For a couple of weeks now I have been observing this dark morph hawk at the local landfill where it seems to have taken up residence for the winter.
I am sure that it finds a ready source of food, especially among the thousands of gulls that feed at the dump daily. It seems to scan the area constantly and I am sure that any injured gull quickly captures its eye and an easy meal is presented on a platter, so to speak.
Each time I have seen this hawk, (and it can be found reliably), I have tried to photograph it, but there are always intervening branches for the camera to focus on, and my results have been dismal to put it mildly. Furthermore, it tends to perch in the same area each day, ensconced in a tangle of branches, and not especially close. Finally, I succeeded in getting an angle where pictures which are at least reasonable could be taken.

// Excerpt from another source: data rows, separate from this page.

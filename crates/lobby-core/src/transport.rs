//! Seams to the external presence service.
//!
//! The session is generic over these traits so that the reconciliation
//! loop can be driven by an in-memory fake in tests and by the real
//! pub/sub service in the client binary.
//!
//! The returned futures are not required to be `Send`: the session polls
//! everything on a single task.

use std::future::Future;

use futures::Stream;
use lobby_types::{HereNow, PresenceMessage, SessionId};

use crate::error::LobbyError;

/// A publish/subscribe service with a presence sub-protocol.
pub trait PresenceTransport {
    /// Stream of raw presence notifications for a subscribed channel.
    ///
    /// Ends when the subscription is torn down or the connection is lost.
    type Events: Stream<Item = PresenceMessage> + Unpin;

    /// Join `channel` with presence enabled and start receiving its
    /// presence notifications.
    fn subscribe(&self, channel: &str) -> impl Future<Output = Result<Self::Events, LobbyError>>;

    /// Leave `channel`.
    fn unsubscribe(&self, channel: &str) -> impl Future<Output = Result<(), LobbyError>>;

    /// List everyone currently on `channel`, with identifiers and state.
    fn here_now(&self, channel: &str) -> impl Future<Output = Result<HereNow, LobbyError>>;
}

/// Out-of-band notification that this client is leaving, so the service
/// can drop it from presence without waiting for a heartbeat timeout.
pub trait LeaveNotifier {
    /// Tell the service that `session` has left `channel`.
    fn notify_leave(
        &self,
        channel: &str,
        session: SessionId,
    ) -> impl Future<Output = Result<(), LobbyError>>;
}
//! Axum router construction for the observer API.

use std::sync::Arc;

use axum::Router;
use axum::routing::get;
use tower_http::cors::{Any, CorsLayer};
use tower_http::trace::TraceLayer;

use crate::handlers;
use crate::state::AppState;
use crate::ws;

/// Build the complete Axum router for the observer server.
///
/// The router includes:
/// - `GET /` -- one-line plain-text status
/// - `GET /ws/roster` -- `WebSocket` roster stream
/// - `GET /api/roster` -- current roster view
/// - `GET /api/roster/{participant}` -- presence of one participant
/// - `GET /api/health` -- liveness and bootstrap state
///
/// CORS allows any origin so a browser UI served elsewhere can read it.
pub fn build_router(state: Arc<AppState>) -> Router {
    let cors = CorsLayer::new()
        .allow_origin(Any)
        .allow_methods(Any)
        .allow_headers(Any);

    Router::new()
        .route("/", get(handlers::index))
        .route("/ws/roster", get(ws::ws_roster))
        .route("/api/roster", get(handlers::get_roster))
        .route("/api/roster/{participant}", get(handlers::get_participant))
        .route("/api/health", get(handlers::health))
        .layer(cors)
        .layer(TraceLayer::new_for_http())
        .with_state(state)
}
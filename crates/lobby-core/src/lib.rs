//! Presence reconciliation for the lobby client.
//!
//! This crate owns the roster of participants present on the shared
//! channel and keeps it eventually consistent from two inputs:
//!
//! - periodic here-now **snapshots**, which replace the roster wholesale
//!   and correct any drift, and
//! - incremental **presence events** (join, leave, interval batches),
//!   applied idempotently between snapshots.
//!
//! # Modules
//!
//! - [`roster`] -- The deduplicated roster and its mutation API
//! - [`reconcile`] -- Applying presence events to a roster
//! - [`snapshot`] -- Sequenced snapshot fetch and wholesale replacement
//! - [`timer`] -- Cancellable refresh timer handle
//! - [`transport`] -- Traits for the pub/sub transport and leave notifier
//! - [`session`] -- The single-task session loop and teardown
//! - [`config`] -- YAML configuration with environment overrides
//! - [`error`] -- Error types

pub mod config;
pub mod error;
pub mod reconcile;
pub mod roster;
pub mod session;
pub mod snapshot;
pub mod timer;
pub mod transport;

pub use config::{ConfigError, LobbyConfig};
pub use error::LobbyError;
pub use roster::{Roster, RosterChange};
pub use session::{PresenceSession, SessionSettings};
pub use transport::{LeaveNotifier, PresenceTransport};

The other factor that does not operate in favour of the would-be photographer is the extreme nervousness of the bird. This species has been persecuted over many generations by humans, and I am sure that by now part of its genetic code reflects this fact. The moment it becomes aware that a human is paying attention to it, it exhibits nervous behaviour, and invariably leaves its perch in very short order.
When it flies, however, lest anyone doubt its identity, it shows the very character that makes it, in all plumages, light or dark, a Red-tailed Hawk.